首先要说明下,template和mapping的关系,mapping默认是集成于template的,当然如果mapping有设定的话,就走自定义的mapping.
mapping相当于字段描述,比如某个字段是float,某个字段需要分词,某个字段是date类型,是否可以搜索
template,字面意思是模板,他所作的事情也是模板的事情,他可以针对index做别名,也就是说,xiaorui* = xiaorui_v2_2013 xiaorui_v2_2014 … 通配符
elasticsearch默认是字符串的类型的字段都会分词的,通俗说,你使用elasticsearch query_string match都可以命中查询的。
但是所有的字段分词,他也会带来性能及空间占用问题,所以我们只会针对特定的字段来进行开放分词。
文章写的不是很严谨,欢迎来喷,另外该文后续有更新的,请到原文地址查看更新.
题外一句,搜了不少文章,不少人在折腾在线动态修改mapping,但最后还是来最纯粹的方案,清理数据,修改mapping,然后重新灌数据。所以,这也是我们对于elasticsearch的应用场景,从不把elasticsearch作为最核心的库。 所谓我厂的兼职首席DBA(就是在下),总是喜欢把elasticsearch跟mysql对比,elasticsearch要是有成熟的工具,权限管理,再来个percona那种pt-online-change在线修改字段… 那真是,做梦.
修改mapping之前,要把数据都清理掉,不然你就算put了新的mapping,他以前的数据也更正不过来,后进去的数据会跟随旧数据的存储类型。 以前用elk做日志收集的时候,我会把一条条的日志构建成json数据。 如果你第一条数据的某个字段没有构建成float,那么只能把个index数据干掉,才能正常的显示float类型数据。 现在业务中使用elasticsearch,同样这么一回事。

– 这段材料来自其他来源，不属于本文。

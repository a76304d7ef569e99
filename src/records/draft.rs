//! Incrementally edited entity forms
//!
//! A draft collects optional fields as the operator fills in a form and
//! only becomes an entity through `finalize`, which validates everything.

use chrono::{DateTime, Utc};
use thiserror::Error;

use super::entities::{Order, OrderStatus, OrderType, User, UserRole, UserStatus};

#[derive(Debug, Clone, PartialEq, Error)]
pub enum DraftError {
    #[error("missing required field `{0}`")]
    Missing(&'static str),
    #[error("invalid `{field}`: {reason}")]
    Invalid { field: &'static str, reason: String },
}

fn required<T>(value: Option<T>, field: &'static str) -> Result<T, DraftError> {
    value.ok_or(DraftError::Missing(field))
}

/// User create/edit form
#[derive(Debug, Clone, Default)]
pub struct UserDraft {
    id: Option<String>,
    username: Option<String>,
    email: Option<String>,
    status: Option<UserStatus>,
    role: Option<UserRole>,
    created_at: Option<DateTime<Utc>>,
}

impl UserDraft {
    pub fn new() -> Self {
        Self::default()
    }

    /// Start from an existing user, for the edit dialog
    pub fn from_user(user: &User) -> Self {
        Self {
            id: Some(user.id.clone()),
            username: Some(user.username.clone()),
            email: Some(user.email.clone()),
            status: Some(user.status),
            role: Some(user.role),
            created_at: Some(user.created_at),
        }
    }

    pub fn id(mut self, id: impl Into<String>) -> Self {
        self.id = Some(id.into());
        self
    }

    pub fn username(mut self, username: impl Into<String>) -> Self {
        self.username = Some(username.into());
        self
    }

    pub fn email(mut self, email: impl Into<String>) -> Self {
        self.email = Some(email.into());
        self
    }

    pub fn status(mut self, status: UserStatus) -> Self {
        self.status = Some(status);
        self
    }

    pub fn role(mut self, role: UserRole) -> Self {
        self.role = Some(role);
        self
    }

    /// Validate and build. New users default to active, non-admin accounts.
    pub fn finalize(self, now: DateTime<Utc>) -> Result<User, DraftError> {
        let id = required(self.id, "id")?;
        let username = required(self.username, "username")?.trim().to_string();
        if username.is_empty() {
            return Err(DraftError::Invalid { field: "username", reason: "must not be blank".into() });
        }

        let email = required(self.email, "email")?.trim().to_string();
        match email.split_once('@') {
            Some((local, domain)) if !local.is_empty() && domain.contains('.') => {}
            _ => {
                return Err(DraftError::Invalid {
                    field: "email",
                    reason: format!("'{}' is not an email address", email),
                })
            }
        }

        Ok(User {
            id,
            username,
            email,
            status: self.status.unwrap_or(UserStatus::Active),
            role: self.role.unwrap_or(UserRole::User),
            created_at: self.created_at.unwrap_or(now),
            updated_at: now,
        })
    }
}

/// Order create/edit form
#[derive(Debug, Clone, Default)]
pub struct OrderDraft {
    id: Option<String>,
    user_id: Option<String>,
    order_type: Option<OrderType>,
    status: Option<OrderStatus>,
    price: Option<f64>,
    amount: Option<f64>,
}

impl OrderDraft {
    pub fn new() -> Self {
        Self::default()
    }

    pub fn id(mut self, id: impl Into<String>) -> Self {
        self.id = Some(id.into());
        self
    }

    pub fn user_id(mut self, user_id: impl Into<String>) -> Self {
        self.user_id = Some(user_id.into());
        self
    }

    pub fn order_type(mut self, order_type: OrderType) -> Self {
        self.order_type = Some(order_type);
        self
    }

    pub fn status(mut self, status: OrderStatus) -> Self {
        self.status = Some(status);
        self
    }

    pub fn price(mut self, price: f64) -> Self {
        self.price = Some(price);
        self
    }

    pub fn amount(mut self, amount: f64) -> Self {
        self.amount = Some(amount);
        self
    }

    /// Validate and build; the total is fixed at `price * amount`
    pub fn finalize(self, now: DateTime<Utc>) -> Result<Order, DraftError> {
        let price = required(self.price, "price")?;
        let amount = required(self.amount, "amount")?;
        for (field, value) in [("price", price), ("amount", amount)] {
            if !value.is_finite() || value <= 0.0 {
                return Err(DraftError::Invalid { field, reason: format!("must be > 0, got {}", value) });
            }
        }

        Ok(Order {
            id: required(self.id, "id")?,
            user_id: required(self.user_id, "userId")?,
            order_type: required(self.order_type, "type")?,
            status: self.status.unwrap_or(OrderStatus::Pending),
            price,
            amount,
            total_amount: Some(price * amount),
            created_at: now,
        })
    }
}

#[cfg(test)]
mod tests {
    use super::*;
    use chrono::TimeZone;

    fn now() -> DateTime<Utc> {
        Utc.with_ymd_and_hms(2024, 6, 1, 9, 0, 0).unwrap()
    }

    #[test]
    fn test_user_defaults() {
        let user = UserDraft::new()
            .id("u9")
            .username("  erin ")
            .email("erin@desk.io")
            .finalize(now())
            .unwrap();
        assert_eq!(user.username, "erin");
        assert_eq!(user.status, UserStatus::Active);
        assert_eq!(user.role, UserRole::User);
        assert_eq!(user.created_at, now());
    }

    #[test]
    fn test_user_validation() {
        assert_eq!(
            UserDraft::new().id("u1").email("a@b.io").finalize(now()).unwrap_err(),
            DraftError::Missing("username")
        );
        let err = UserDraft::new().id("u1").username("x").email("nope").finalize(now()).unwrap_err();
        assert!(matches!(err, DraftError::Invalid { field: "email", .. }));
    }

    #[test]
    fn test_edit_keeps_created_at() {
        let original = UserDraft::new().id("u1").username("a").email("a@b.io").finalize(now()).unwrap();
        let later = Utc.with_ymd_and_hms(2024, 7, 1, 9, 0, 0).unwrap();
        let edited = UserDraft::from_user(&original).status(UserStatus::Banned).finalize(later).unwrap();
        assert_eq!(edited.created_at, now());
        assert_eq!(edited.updated_at, later);
        assert_eq!(edited.status, UserStatus::Banned);
    }

    #[test]
    fn test_order_draft() {
        let order = OrderDraft::new()
            .id("o1")
            .user_id("u1")
            .order_type(OrderType::Sell)
            .price(20.0)
            .amount(1.5)
            .finalize(now())
            .unwrap();
        assert_eq!(order.total_amount, Some(30.0));
        assert_eq!(order.status, OrderStatus::Pending);

        let err = OrderDraft::new().id("o2").user_id("u1").order_type(OrderType::Buy).price(0.0).amount(1.0)
            .finalize(now())
            .unwrap_err();
        assert!(matches!(err, DraftError::Invalid { field: "price", .. }));
    }
}
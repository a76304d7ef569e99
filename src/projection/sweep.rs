//! Parallel projection of many independent scenarios

use rayon::prelude::*;
use serde::{Deserialize, Serialize};

use super::engine::ReturnProjector;
use super::trajectory::ProjectionSummary;
use crate::error::CoreError;

#[derive(Debug, Clone, Copy, PartialEq, Serialize, Deserialize)]
#[serde(rename_all = "camelCase")]
pub struct Scenario {
    pub principal: f64,
    pub periodic_rate: f64,
    pub periods: u32,
}

/// Summary of one scenario, or the reason it was rejected
#[derive(Debug, Clone, PartialEq)]
pub struct ScenarioOutcome {
    pub scenario: Scenario,
    pub result: Result<ProjectionSummary, CoreError>,
}

/// Project every scenario on the rayon pool.
///
/// Outcomes come back in input order. An invalid scenario does not stop the
/// others; its outcome carries the error.
pub fn project_grid(projector: &ReturnProjector, scenarios: &[Scenario]) -> Vec<ScenarioOutcome> {
    log::debug!("projecting {} scenarios", scenarios.len());
    scenarios
        .par_iter()
        .map(|scenario| ScenarioOutcome {
            scenario: *scenario,
            result: projector
                .project(scenario.principal, scenario.periodic_rate, scenario.periods)
                .map(|r| r.summary),
        })
        .collect()
}

#[cfg(test)]
mod tests {
    use super::*;
    use crate::projection::project;

    #[test]
    fn test_grid_matches_sequential() {
        let projector = ReturnProjector::default();
        let scenarios: Vec<Scenario> = (0..50)
            .map(|i| Scenario {
                principal: 1_000.0 + i as f64 * 250.0,
                periodic_rate: 0.01 * (i % 7) as f64,
                periods: i % 24,
            })
            .collect();

        let outcomes = project_grid(&projector, &scenarios);
        assert_eq!(outcomes.len(), scenarios.len());
        for (outcome, scenario) in outcomes.iter().zip(&scenarios) {
            assert_eq!(outcome.scenario, *scenario);
            let expected = project(scenario.principal, scenario.periodic_rate, scenario.periods)
                .unwrap()
                .summary;
            assert_eq!(outcome.result, Ok(expected));
        }
    }

    #[test]
    fn test_invalid_scenario_is_isolated() {
        let projector = ReturnProjector::default();
        let scenarios = [
            Scenario { principal: 100.0, periodic_rate: 0.1, periods: 2 },
            Scenario { principal: -5.0, periodic_rate: 0.1, periods: 2 },
        ];
        let outcomes = project_grid(&projector, &scenarios);
        assert!(outcomes[0].result.is_ok());
        assert!(outcomes[1].result.is_err());
    }
}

删除数据, 别删除了,index后面最好跟着type !
http://es.xiaorui.cc:9111/xiaorui_v2_201507/ec DELETE
查看你的mapping,因为你的数据被清理了,所以应该看到的是空字典… {}
http://es.xiaorui.cc:9111/xiaorui_v2_201507/ec/_mapping GET
然后我们mapping的prod_name字段改成分词的模式,可以指定你的分词器,这边用的是ik分词器. 注意下,method是PUT
POST内容中properties对应mapping里的内容,要进行分词和高亮因此要设置分词器和开启term_vector。
“prod_name”: {
“type”: “string”,
“term_vector”: “with_positions_offsets”,
“norms”: {
“enabled”: false
},
“analyzer”: “ik”,
“include_in_all”: false
},
更新Mapping
http://es.xiaorui.cc:9111/xiaorui_v2_201507/ec/_mapping PUT
not_analyzed是没有分词的意思.
#blog: xiaorui.cc { "properties": { "brand": { "type": "string", "index": "not_analyzed" }, "cdate": { "type": "date", "format": "dateOptionalTime" }, "distr_pan": { "type": "nested", "properties": { "k": { "type": "string", "index": "not_analyzed", "doc_values": true }, "v": { "type": "float", "doc_values": true } } }, "distr_segment": { "type": "nested", "properties": { "k": { "type": "string", "index": "not_analyzed", "doc_values": true }, "v": { "type": "long", "doc_values": true } } }, "id": { "type": "long" }, "idate": { "type": "date", "format": "dateOptionalTime" }, "keyword": { "type": "string", "index": "not_analyzed" }, "platform": { "type": "long" }, "prod_name": { "type": "string", "term_vector": "with_positions_offsets", "norms": { "enabled": false }, "analyzer": "ik", "include_in_all": false }, "product_id": { "type": "string", "index": "not_analyzed" }, "product_price": { "type": "double" }, "query": { "properties": { "query_string": { "properties": { "fields": { "type": "string", "index": "not_analyzed" }, "query": { "type": "string", "index": "not_analyzed" } } } } }, "score": { "type": "long" }, "source": { "properties": { "name": { "type": "string", "index": "not_analyzed", "doc_values": true }, "url": { "type": "string", "index": "not_analyzed", "doc_values": true } } }, "store": { "type": "string", "index": "not_analyzed" }, "text": { "type": "string", "term_vector": "with_positions_offsets", "norms": { "enabled": false }, "analyzer": "ik", "include_in_all": false } } }
然后我们还需要改template,因为上面的操作保证了现有的index使用了我们指定的mapping配置。 但是如果是新的index怎么办? 可以指定template模板.
我们需要在模板里面指定index别名。
有人不理解,一个/index/type 就可以了。 为什么要给index设计别名. 为了更好的管理数据,为了更好的性能,为了减轻查询带来的机器负载.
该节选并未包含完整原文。